1.    Ancient Ways, Martha’s Vineyard - Famous for its beaches and shopping, The Vineyard can get crowded in the summer.  But the Ancient Ways are a nearly invisible network of narrow dirt paths woven over centuries by Native Americans and colonists through 5,000 acres of the island.  On the busiest day in summer one can hike, jog, mountain bike and not see a single person.
Vineyard Gazette; Martha’s Vineyard Times; Outside; Islands Magazine


2.    Off-Beat Statues, Boston – Military men and politicians dominate the procession of statues around Boston.  Less known but more significant are monuments to: medical research - The Good Samaritan Monument memorializing the invention of ether; an explorer - Leif Ericson, a Nordic explorer reputed to be the first European to reach North America; a children’s story - Make Way for Ducklings; a heretic - Mary Dyer, a Quaker who was hanged for her beliefs outside the State House in the 17th century; a fruit - the Clapp pear, a variety developed at the Clapp family farm in Dorchester; an orchestra conductor, Arthur Fiedler; and an historian, Samuel Elliot Morrison, portrayed casually in a baseball cap and wind breaker.
Boston Globe


3.    No Witches, Salem, MA – There were no witches in Salem despite the hype and the bandwagon onto which so many Salem merchants have climbed.

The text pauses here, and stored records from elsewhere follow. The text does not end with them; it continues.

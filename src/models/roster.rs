//! Roster (assignment set) container.
//!
//! Owns the working set of assignments for a planning period and
//! provides the slot-level edit operations the host UI drives:
//! upsert-by-slot (re-assigning a slot replaces the previous holder),
//! removal, and the query surface the analysis passes read from.

use std::collections::HashMap;

use serde::{Deserialize, Serialize};

use super::{Assignment, Resource, SlotKey};
use chrono::NaiveDate;

/// A mutable set of duty assignments.
#[derive(Debug, Clone, Default, Serialize, Deserialize)]
pub struct Roster {
    /// Assignments in insertion order.
    pub assignments: Vec<Assignment>,
}

impl Roster {
    /// Creates an empty roster.
    pub fn new() -> Self {
        Self::default()
    }

    /// Creates a roster from an existing assignment list.
    pub fn from_assignments(assignments: Vec<Assignment>) -> Self {
        Self { assignments }
    }

    /// Inserts an assignment, replacing any existing one for the same
    /// (date, group, duty type) slot.
    ///
    /// Returns the replaced assignment, if any. Re-assigning a slot to
    /// a different resource is a mutation of the slot, not a second
    /// booking.
    pub fn upsert(&mut self, assignment: Assignment) -> Option<Assignment> {
        let slot = assignment.slot();
        if let Some(existing) = self.assignments.iter_mut().find(|a| a.slot() == slot) {
            Some(std::mem::replace(existing, assignment))
        } else {
            self.assignments.push(assignment);
            None
        }
    }

    /// Appends without slot deduplication.
    ///
    /// Used when loading externally produced data that may legitimately
    /// contain double-bookings for the detector to find.
    pub fn push(&mut self, assignment: Assignment) {
        self.assignments.push(assignment);
    }

    /// Removes the assignment for a slot. Returns it if present.
    pub fn remove(&mut self, slot: &SlotKey) -> Option<Assignment> {
        let idx = self.assignments.iter().position(|a| &a.slot() == slot)?;
        Some(self.assignments.remove(idx))
    }

    /// Removes all assignments.
    pub fn clear(&mut self) {
        self.assignments.clear();
    }

    /// Returns all assignments for a given resource.
    pub fn assignments_for_resource(&self, resource_name: &str) -> Vec<&Assignment> {
        self.assignments
            .iter()
            .filter(|a| a.resource_name == resource_name)
            .collect()
    }

    /// Returns all assignments on a given date.
    pub fn assignments_on(&self, date: NaiveDate) -> Vec<&Assignment> {
        self.assignments.iter().filter(|a| a.date == date).collect()
    }

    /// Per-resource assignment counts over a pool.
    ///
    /// Pool members without assignments are included at 0; assignments
    /// to names outside the pool are counted under their own name.
    pub fn counts_by_resource(&self, pool: &[Resource]) -> HashMap<String, usize> {
        let mut counts: HashMap<String, usize> =
            pool.iter().map(|r| (r.name.clone(), 0)).collect();
        for a in &self.assignments {
            *counts.entry(a.resource_name.clone()).or_insert(0) += 1;
        }
        counts
    }

    /// Number of assignments.
    pub fn len(&self) -> usize {
        self.assignments.len()
    }

    /// Whether the roster is empty.
    pub fn is_empty(&self) -> bool {
        self.assignments.is_empty()
    }
}
#[cfg(test)]
mod tests {
    use super::*;
    use crate::models::{DutyType, UnavailabilityReason};

    fn day(d: u32) -> NaiveDate {
        NaiveDate::from_ymd_opt(2026, 1, d).unwrap()
    }

    fn assign(d: u32, group: &str, resource: &str) -> Assignment {
        Assignment::new(day(d), group, resource, DutyType::OnCall)
    }

    fn pool(names: &[&str]) -> Vec<Resource> {
        names.iter().copied().map(Resource::new).collect()
    }

    #[test]
    fn test_double_assignment_same_day_two_groups() {
        let store = VacationStore::new();
        let detector = ConflictDetector::new(&store);
        let assignments = vec![
            assign(5, "G1", "Mueller"),
            assign(5, "G2", "Mueller"),
            assign(6, "G1", "Weber"),
        ];

        let report = detector.detect(&assignments, &pool(&["Mueller", "Weber"]));
        assert_eq!(report.double_assignments.len(), 1);
        let record = &report.double_assignments[0];
        assert_eq!(record.resource_name, "Mueller");
        assert_eq!(record.date, day(5));
        assert_eq!(record.severity, Severity::High);
    }

    #[test]
    fn test_overload_threshold_edges() {
        let store = VacationStore::new();
        let detector = ConflictDetector::new(&store);
        let names = pool(&["A"]);

        // Exactly 3 consecutive days: no overload
        let three: Vec<Assignment> = (1..=3).map(|d| assign(d, "G1", "A")).collect();
        assert!(detector.detect(&three, &names).overloads.is_empty());

        // 4 consecutive days: exactly one record, run start in message
        let four: Vec<Assignment> = (1..=4).map(|d| assign(d, "G1", "A")).collect();
        let report = detector.detect(&four, &names);
        assert_eq!(report.overloads.len(), 1);
        assert_eq!(report.overloads[0].date, day(1));
        assert!(report.overloads[0].message.contains("2026-01-01"));
        assert_eq!(report.overloads[0].severity, Severity::Medium);
    }

    #[test]
    fn test_overload_run_resets_on_gap() {
        let store = VacationStore::new();
        let detector = ConflictDetector::new(&store);
        // Days 1,2,3, gap, 5,6,7,8: only the second run qualifies
        let assignments: Vec<Assignment> = [1, 2, 3, 5, 6, 7, 8]
            .iter()
            .map(|&d| assign(d, "G1", "A"))
            .collect();

        let report = detector.detect(&assignments, &pool(&["A"]));
        assert_eq!(report.overloads.len(), 1);
        assert_eq!(report.overloads[0].date, day(5));
    }

    #[test]
    fn test_overload_ignores_duplicate_dates() {
        let store = VacationStore::new();
        let detector = ConflictDetector::new(&store);
        // Day 2 double-booked; the unique dates span only 3 days
        let assignments = vec![
            assign(1, "G1", "A"),
            assign(2, "G1", "A"),
            assign(2, "G2", "A"),
            assign(3, "G1", "A"),
        ];

        let report = detector.detect(&assignments, &pool(&["A"]));
        assert!(report.overloads.is_empty());
        assert_eq!(report.double_assignments.len(), 1);
    }

    #[test]
    fn test_vacation_conflict_includes_reason() {
        let mut store = VacationStore::new();
        store
            .add_range("Mueller", day(5), day(5), UnavailabilityReason::Sick, None)
            .unwrap();
        let detector = ConflictDetector::new(&store);

        let assignments = vec![assign(5, "G1", "Mueller"), assign(6, "G1", "Mueller")];
        let report = detector.detect(&assignments, &pool(&["Mueller"]));
        assert_eq!(report.vacation_conflicts.len(), 1);
        let record = &report.vacation_conflicts[0];
        assert_eq!(record.severity, Severity::High);
        assert!(record.message.contains("sick leave"));
    }

    #[test]
    fn test_imbalance_bands_and_zero_exemption() {
        let store = VacationStore::new();
        let detector = ConflictDetector::new(&store);
        // 12 assignments over 4 pool members: average 3, band 1.5..4.5.
        // Busy: 9 (overloaded), Light: 1 (underloaded),
        // Mid: 2 (within band), Idle: 0 (exempt).
        let mut assignments: Vec<Assignment> = (1..=9).map(|d| assign(d, "G1", "Busy")).collect();
        assignments.push(assign(10, "G1", "Light"));
        assignments.push(assign(11, "G1", "Mid"));
        assignments.push(assign(12, "G1", "Mid"));

        let names = pool(&["Busy", "Light", "Mid", "Idle"]);
        let report = detector.detect(&assignments, &names);
        let flagged: Vec<&str> = report
            .imbalances
            .iter()
            .map(|r| r.resource_name.as_str())
            .collect();
        assert_eq!(flagged, vec!["Busy", "Light"]);

        let busy = &report.imbalances[0];
        assert_eq!(busy.severity, Severity::Medium);
        let light = &report.imbalances[1];
        assert_eq!(light.severity, Severity::Low);
    }

    #[test]
    fn test_detection_is_idempotent() {
        let mut store = VacationStore::new();
        store
            .add_range("A", day(2), day(2), UnavailabilityReason::Vacation, None)
            .unwrap();
        let detector = ConflictDetector::new(&store);
        let assignments: Vec<Assignment> = (1..=6).map(|d| assign(d, "G1", "A")).collect();
        let names = pool(&["A", "B"]);

        let first = detector.detect(&assignments, &names);
        let second = detector.detect(&assignments, &names);
        assert_eq!(first, second);
    }

    #[test]
    fn test_total_counts_overlapping_categories() {
        let mut store = VacationStore::new();
        store
            .add_range("A", day(1), day(1), UnavailabilityReason::Vacation, None)
            .unwrap();
        let detector = ConflictDetector::new(&store);
        // Day 1 is both a vacation collision and part of an overload run
        let assignments: Vec<Assignment> = (1..=5).map(|d| assign(d, "G1", "A")).collect();

        let report = detector.detect(&assignments, &pool(&["A"]));
        assert_eq!(report.vacation_conflicts.len(), 1);
        assert_eq!(report.overloads.len(), 1);
        assert_eq!(
            report.total(),
            report.vacation_conflicts.len() + report.overloads.len() + report.imbalances.len()
        );
    }

    #[test]
    fn test_all_conflicts_ordering() {
        let mut store = VacationStore::new();
        store
            .add_range("A", day(9), day(9), UnavailabilityReason::Vacation, None)
            .unwrap();
        let detector = ConflictDetector::new(&store);
        let mut assignments: Vec<Assignment> = (1..=5).map(|d| assign(d, "G1", "A")).collect();
        assignments.push(assign(9, "G1", "A"));

        let report = detector.detect(&assignments, &pool(&["A"]));
        let all = report.all_conflicts();
        assert!(all.len() >= 2);
        // Severity descending, then date ascending
        for pair in all.windows(2) {
            assert!(
                pair[0].severity > pair[1].severity
                    || (pair[0].severity == pair[1].severity && pair[0].date <= pair[1].date)
            );
        }
        assert_eq!(all[0].severity, Severity::High);
    }

    #[test]
    fn test_clean_roster() {
        let store = VacationStore::new();
        let detector = ConflictDetector::new(&store);
        let assignments = vec![assign(1, "G1", "A"), assign(2, "G1", "B")];
        let report = detector.detect(&assignments, &pool(&["A", "B"]));
        assert!(report.is_clean());
        assert!(report.all_conflicts().is_empty());
    }

    #[test]
    fn test_suggest_fix_vacation_conflict() {
        let mut store = VacationStore::new();
        store
            .add_range("A", day(5), day(5), UnavailabilityReason::Vacation, None)
            .unwrap();
        // C is also away that day; D is assigned elsewhere that day
        store
            .add_range("C", day(5), day(5), UnavailabilityReason::Sick, None)
            .unwrap();
        let detector = ConflictDetector::new(&store);

        let assignments = vec![assign(5, "G1", "A"), assign(5, "G2", "D")];
        let names = pool(&["A", "B", "C", "D", "E"]);
        let report = detector.detect(&assignments, &names);
        let conflict = &report.vacation_conflicts[0];

        let fixes = detector.suggest_fix(conflict, &names, &assignments);
        let candidates: Vec<&str> = fixes
            .iter()
            .filter_map(|f| match f {
                FixSuggestion::Reassign { resource_name } => Some(resource_name.as_str()),
                FixSuggestion::Manual { .. } => None,
            })
            .collect();
        // B and E are free and available; A (self), C (away), D (busy) are not
        assert_eq!(candidates, vec!["B", "E"]);
    }

    #[test]
    fn test_suggest_fix_caps_at_three() {
        let mut store = VacationStore::new();
        store
            .add_range("A", day(5), day(5), UnavailabilityReason::Vacation, None)
            .unwrap();
        let detector = ConflictDetector::new(&store);
        let assignments = vec![assign(5, "G1", "A")];
        let names = pool(&["A", "B", "C", "D", "E", "F"]);
        let report = detector.detect(&assignments, &names);

        let fixes = detector.suggest_fix(&report.vacation_conflicts[0], &names, &assignments);
        assert_eq!(fixes.len(), 3);
    }

    #[test]
    fn test_suggest_fix_other_categories() {
        let store = VacationStore::new();
        let detector = ConflictDetector::new(&store);
        let assignments: Vec<Assignment> = (1..=5).map(|d| assign(d, "G1", "A")).collect();
        let names = pool(&["A"]);
        let report = detector.detect(&assignments, &names);

        let overload_fixes = detector.suggest_fix(&report.overloads[0], &names, &assignments);
        assert!(matches!(overload_fixes[0], FixSuggestion::Manual { .. }));

        let double = ConflictRecord {
            conflict_type: ConflictType::DoubleAssignment,
            date: day(1),
            resource_name: "A".into(),
            severity: Severity::High,
            message: String::new(),
        };
        assert!(detector.suggest_fix(&double, &names, &assignments).is_empty());
    }
}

Less commercial and less popular is a small group of sites which tell the tragedy of the twenty innocent citizens slaughtered by their neighbors, early American conspiracy theorists.
Boston Globe


4.   The Presidential Traverse, White Mountains, NH – a 23 mile hike with 9,000 feet of elevation gain across Mounts Madison, Adams, Jefferson, Monroe Eisenhower Pierce and, of course, Mt. Washington.  A three day hike with a group of sixth graders staying at the enchanting and comfy Appalachian Mountain Club lodges.
Outside; National Geographic Traveler



5.    Best Swimming Holes in New England – Many villages claim to have the best swimming holes: the deepest, the best diving, the clearest water, the most underwater passages, the most auto wrecks at the bottom.  A survey of the most enchanting off-the-beaten-track places to spend a care-free afternoon.